OPINI
Jangan Lupakan Kasus Pembunuhan Keji Terhadap KY, Bocah yang Ditemukan Tewas Dalam Septictank!
Sampai hari ini, kasus pembunuhan bocah berinisial KY (4) yang ditemukan tewas mengenaskan di Septictank di daerah Kelurahan Rawasari, Kecamatan Alam Barajo, Kota Jambi, pada Senin 25 Juli tahun lalu masih juga belum menemui titik terang.
Bulan berganti tahun dan kini hampir 6 bulan sudah semenjak kematian si kecil KY. Publik terus dibuat bertanya-tanya siapa sebenarnya pelaku pembunuhan keji itu. Sementara orangtua korban mengalami duka mendalam, hingga saat ini.
Sebagai perempuan yang berdomisili di daerah Kota Jambi tentu saya sangat resah serta prihatin dengan kasus keji yang menimpa bocah perempuan itu. Terlebih lagi, sudah 6 bulan kasus ini jalan di tempat.
Bukan tanpa sebab, pembunuhan sadis terhadap KY telah menggoreskan ketakutan besar bagi keluarga serta warga di sekitar TKP.
Situasi itu diperparah lagi dengan simpang siur berita yang bermunculan, mulai dari dugaan-dugaan yang mengarah ke ayah korban, tetangga, dan semua yang di anggap mempunyai kemungkinan terlibat oleh pihak berwajib atau Kepolisian.
Minggu lalu, 15 Januari 2023 saya berinisiatif mendatangi rumah orangtua korban. Disana, saya mengetahui bahwa Ayah korban bahkan sempat menjalani proses pemeriksaan, namun mirisnya penyidik diduga sampai mengokang senjata di dekat ayah korban saat proses pemeriksaan.
Mungkin hanya gertakan atau bagian dari strategi dalam pemeriksaan. Ya kita tidak tau pasti, namun itulah yang di ungkapkan ayah korban (KY).
Bayangkan betapa sangat terpukul dia, sudahlah kehilangan putri bungsunya namun dugaan-dugaan kejam mengarah kepadanya, seolah dirinya terlibat dan mengetahui pembunuhan itu.

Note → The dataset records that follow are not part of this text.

//! Entity records and the drafts/patches used to create and change them.
//!
//! Relations form a strict tree: Board → Section → Sticker. Board membership
//! is not stored on [`Board`]; it lives in its own join table and is loaded
//! as a [`BoardRoster`](crate::roster::BoardRoster).

use std::collections::BTreeSet;

use crate::ids::{BoardId, SectionId, StickerId, UserId};
use crate::token::InviteToken;

/// A registered user.
#[derive(Debug, Clone, PartialEq, Eq)]
pub struct User {
    pub id: UserId,
    pub username: String,
    /// Argon2id PHC string. Never leaves the service.
    pub password_hash: String,
    pub is_admin: bool,
    /// Unix milliseconds.
    pub created_at: i64,
}

/// Data for a user about to be inserted.
#[derive(Debug, Clone, PartialEq, Eq)]
pub struct NewUser {
    pub username: String,
    pub password_hash: String,
    pub is_admin: bool,
}

/// Changes to an existing user. `None` leaves a field untouched.
#[derive(Debug, Clone, Default, PartialEq, Eq)]
pub struct UserUpdate {
    pub username: Option<String>,
    pub password_hash: Option<String>,
}

/// A board: the root of the resource tree and the unit of access control.
#[derive(Debug, Clone, PartialEq, Eq)]
pub struct Board {
    pub id: BoardId,
    pub title: String,
    pub description: String,
    pub created_at: i64,
    pub owner: UserId,
    /// The single live invite token.
    pub invite_token: InviteToken,
}

/// Data for a board about to be created. The owner and invite token are
/// supplied by the service, never by the caller.
#[derive(Debug, Clone, Default, PartialEq, Eq)]
pub struct NewBoard {
    pub title: String,
    pub description: String,
}

/// Changes to a board.
#[derive(Debug, Clone, Default, PartialEq, Eq)]
pub struct BoardUpdate {
    pub title: Option<String>,
    pub description: Option<String>,
    /// Replacement member set. The owner is never stored as a member.
    pub users: Option<BTreeSet<UserId>>,
}

impl BoardUpdate {
    /// Whether the update changes nothing.
    pub fn is_empty(&self) -> bool {
        self.title.is_none() && self.description.is_none() && self.users.is_none()
    }
}

/// A section (column) of a board.
#[derive(Debug, Clone, PartialEq, Eq)]
pub struct Section {
    pub id: SectionId,
    pub board: BoardId,
    pub title: String,
    pub description: String,
    pub created_at: i64,
}

#[derive(Debug, Clone, PartialEq, Eq)]
pub struct NewSection {
    pub board: BoardId,
    pub title: String,
    pub description: String,
}

#[derive(Debug, Clone, Default, PartialEq, Eq)]
pub struct SectionUpdate {
    /// Target board. Only the current board is accepted.
    pub board: Option<BoardId>,
    pub title: Option<String>,
    pub description: Option<String>,
}

/// A sticker (card) inside a section.
#[derive(Debug, Clone, PartialEq, Eq)]
pub struct Sticker {
    pub id: StickerId,
    pub section: SectionId,
    pub title: String,
    pub text: String,
    pub created_at: i64,
    /// Owner or member of the effective board, or `None` when unassigned.
    pub assigned_to: Option<UserId>,
}

#[derive(Debug, Clone, PartialEq, Eq)]
pub struct NewSticker {
    pub section: SectionId,
    pub title: String,
    pub text: String,
    pub assigned_to: Option<UserId>,
}

#[derive(Debug, Clone, Default, PartialEq, Eq)]
pub struct StickerUpdate {
    /// Target section. Must belong to the same board.
    pub section: Option<SectionId>,
    pub title: Option<String>,
    pub text: Option<String>,
    /// `Some(None)` clears the assignment.
    pub assigned_to: Option<Option<UserId>>,
}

Namun sampai hari ini, pihak Kepolisian dengan semua sumber dayanya yang telah memeriksa sejumlah orang nampak belum juga mampu menetapkan siapa Tersangka kasus pembunuhan KY.
Meski begitu, bapak korban masih berharap besar agar pelaku Pembunuhan sadis putri bungsunya segera di temukan agar tidak muncul lagi dugaan-dugaan yang menyesatkan.

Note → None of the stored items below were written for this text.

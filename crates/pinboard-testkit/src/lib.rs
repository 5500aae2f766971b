//! # Pinboard Testkit
//!
//! Testing utilities for Pinboard.
//!
//! ## Overview
//!
//! This crate provides:
//!
//! - **Fixtures**: an [`Api`](pinboard::Api) over a store, with helpers to
//!   register users and build boards, sections and stickers
//! - **Generators**: Proptest strategies for usernames, passwords and titles
//!
//! ## Test Fixtures
//!
//! Quickly set up test scenarios:
//!
//! ```rust
//! use pinboard_testkit::fixtures::TestFixture;
//!
//! # async fn example() {
//! let fixture = TestFixture::new();
//! let alice = fixture.register("alice").await;
//! let board = fixture.board(&alice, "Roadmap").await;
//! let section = fixture.section(&alice, board, "Doing").await;
//! # }
//! ```
//!
//! ## Property Testing
//!
//! Use the generators with proptest:
//!
//! ```rust,ignore
//! use proptest::prelude::*;
//! use pinboard_testkit::generators::{valid_password, weak_password};
//! use pinboard::core::password_meets_policy;
//!
//! proptest! {
//!     #[test]
//!     fn policy_matches_generators(good in valid_password(), bad in weak_password()) {
//!         prop_assert!(password_meets_policy(&good));
//!         prop_assert!(!password_meets_policy(&bad));
//!     }
//! }
//! ```

pub mod fixtures;
pub mod generators;

pub use fixtures::{id_of, Session, TestFixture, DEFAULT_PASSWORD};
pub use generators::{id_set, title, username, valid_password, weak_password};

Sementata itu ibu korban mengatakan jika kini rasa trauma jadi menghantuinya, untuk keluar dari dalam rumah dan melewati tempat-tempat yang di perkirakan menjadi titik terakhir korban terlihat oleh warga saja hingga kini ibu korban tidak sanggup. Tentu itu hal yang wajar dialami oleh orangtua ketika kehilangan anaknya dengan cara yang tak wajar.

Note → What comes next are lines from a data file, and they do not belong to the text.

impl MemoryStoreInner {
    fn roster(&self, board: &Board) -> BoardRoster {
        BoardRoster::new(board.id, board.owner, self.members_of(board.id))
    }

    fn members_of(&self, board: BoardId) -> Vec<UserId> {
        self.members
            .range((board, UserId::new(i64::MIN))..=(board, UserId::new(i64::MAX)))
            .map(|(_, user)| *user)
            .collect()
    }

    fn guest_boards_of(&self, user: UserId) -> Vec<BoardId> {
        self.guest_of
            .range((user, BoardId::new(i64::MIN))..=(user, BoardId::new(i64::MAX)))
            .map(|(_, board)| *board)
            .collect()
    }

    fn add_member(&mut self, board: BoardId, user: UserId) {
        self.members.insert((board, user));
        self.guest_of.insert((user, board));
    }

    fn remove_member(&mut self, board: BoardId, user: UserId) {
        self.members.remove(&(board, user));
        self.guest_of.remove(&(user, board));
    }

    /// Boards visible to a user, in creation order.
    fn visible_boards(&self, user: UserId) -> Vec<&Board> {
        let guest: BTreeSet<BoardId> = self.guest_boards_of(user).into_iter().collect();
        let mut boards: Vec<&Board> = self
            .boards
            .values()
            .filter(|b| b.owner == user || guest.contains(&b.id))
            .collect();
        boards.sort_by_key(|b| (b.created_at, b.id));
        boards
    }

    fn sections_of(&self, board: BoardId) -> Vec<&Section> {
        let mut sections: Vec<&Section> =
            self.sections.values().filter(|s| s.board == board).collect();
        sections.sort_by_key(|s| (s.created_at, s.id));
        sections
    }

    fn stickers_of(&self, section: SectionId) -> Vec<&Sticker> {
        let mut stickers: Vec<&Sticker> = self
            .stickers
            .values()
            .filter(|s| s.section == section)
            .collect();
        stickers.sort_by_key(|s| (s.created_at, s.id));
        stickers
    }

    fn board_of_section(&self, section: SectionId) -> Option<BoardId> {
        self.sections.get(&section).map(|s| s.board)
    }

    /// Clear assignments on one board's stickers that point at users no
    /// longer on its roster.
    fn unassign_departed(&mut self, board: BoardId) {
        let Some(roster) = self.boards.get(&board).map(|b| self.roster(b)) else {
            return;
        };
        let sections: BTreeSet<SectionId> = self
            .sections
            .values()
            .filter(|s| s.board == board)
            .map(|s| s.id)
            .collect();
        for sticker in self.stickers.values_mut() {
            if !sections.contains(&sticker.section) {
                continue;
            }
            if let Some(assignee) = sticker.assigned_to {
                if !roster.has_access(assignee) {
                    sticker.assigned_to = None;
                }
            }
        }
    }

    fn remove_section(&mut self, id: SectionId) -> bool {
        if self.sections.remove(&id).is_none() {
            return false;
        }
        self.stickers.retain(|_, s| s.section != id);
        true
    }

    fn remove_board(&mut self, id: BoardId) -> bool {
        let Some(board) = self.boards.remove(&id) else {
            return false;
        };
        self.invites.remove(&board.invite_token);
        for member in self.members_of(id) {
            self.remove_member(id, member);
        }
        let sections: Vec<SectionId> = self.sections_of(id).iter().map(|s| s.id).collect();
        for section in sections {
            self.remove_section(section);
        }
        true
    }
}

Kini kematian KY menjadi pukulan yang teramat besar bagi warga sekitar, sebab pelaku nya masih bebas berkeliaran. Anak- anak dan orangtua disana merasakan ketakutan yang sama. Berdasarkan penuturan dari warga serta anak-anak setempat yang sempat saya tanyai, beberapa orangtua mengatakan sangat takut jika anak nya keluar main di sekitaran tempat itu.
Para orangtua was-was jika anak nya lepas dari pantauan mereka, beberapa anak juga mengatakan takut untuk pergi bermain, takut untuk pergi mengaji setelah peristiwa KY.
Jika kita mengingat kembali dalam kasus ini sudah banyak saksi yang diperiksa oleh polisi, anjing pelacak diturunkan hingga proses reka ulang adegan sudah di lakukan tapi sampai kini tetap saja kasusnya masih gelap pekat, seolah sangat-sangat sulit untuk diselesaikan.
Tentu kasus pembunuhan KY menjadi PR besar bagi instansi kepolisian, pasalnya sejak KY dinyatakan hilang pada tanggal 23-07-2022. Saat itu sebenarnya pihak keluarga sudah langsung melapor ke instansi terkait, namun berdasarkan pernyataan keluarga. Pihak kepolisian berdalih kasus baru bisa diproses setelah 1X24 Jam.
Sempat juga pihak keluarga mengeluh kepada pihak kepolisian karena yang hilang ini bocah berusia 4 tahun, tentu tidak mungkin sanggup pergi jauh.
Tak berhenti disitu, pihak keluarga juga melanjutkan laporan kedua setelah laporan pertama tidak begitu di respon dengan cepat. Bersama beberapa warga, ayah korban pergi namun lagi – lagi respon yang di harapkan mereka dari instansi kaepolisian tetap mengecewakan
pihak kepolisian tidak langsung turun ke lokasi kejadian setelah kurang dari 48 jam Korban Hilang ,baru lah pihak kepolisian turun ke lokasi di tanggal 25-07-2022
Warga setempat tetap melakukan pencarian mulai dari KY dinyatakan hilang di hari Sabtu siang 23 Juli 2022 hingga malam harinya namun hasilnya tetap tidak menemukan titik terang.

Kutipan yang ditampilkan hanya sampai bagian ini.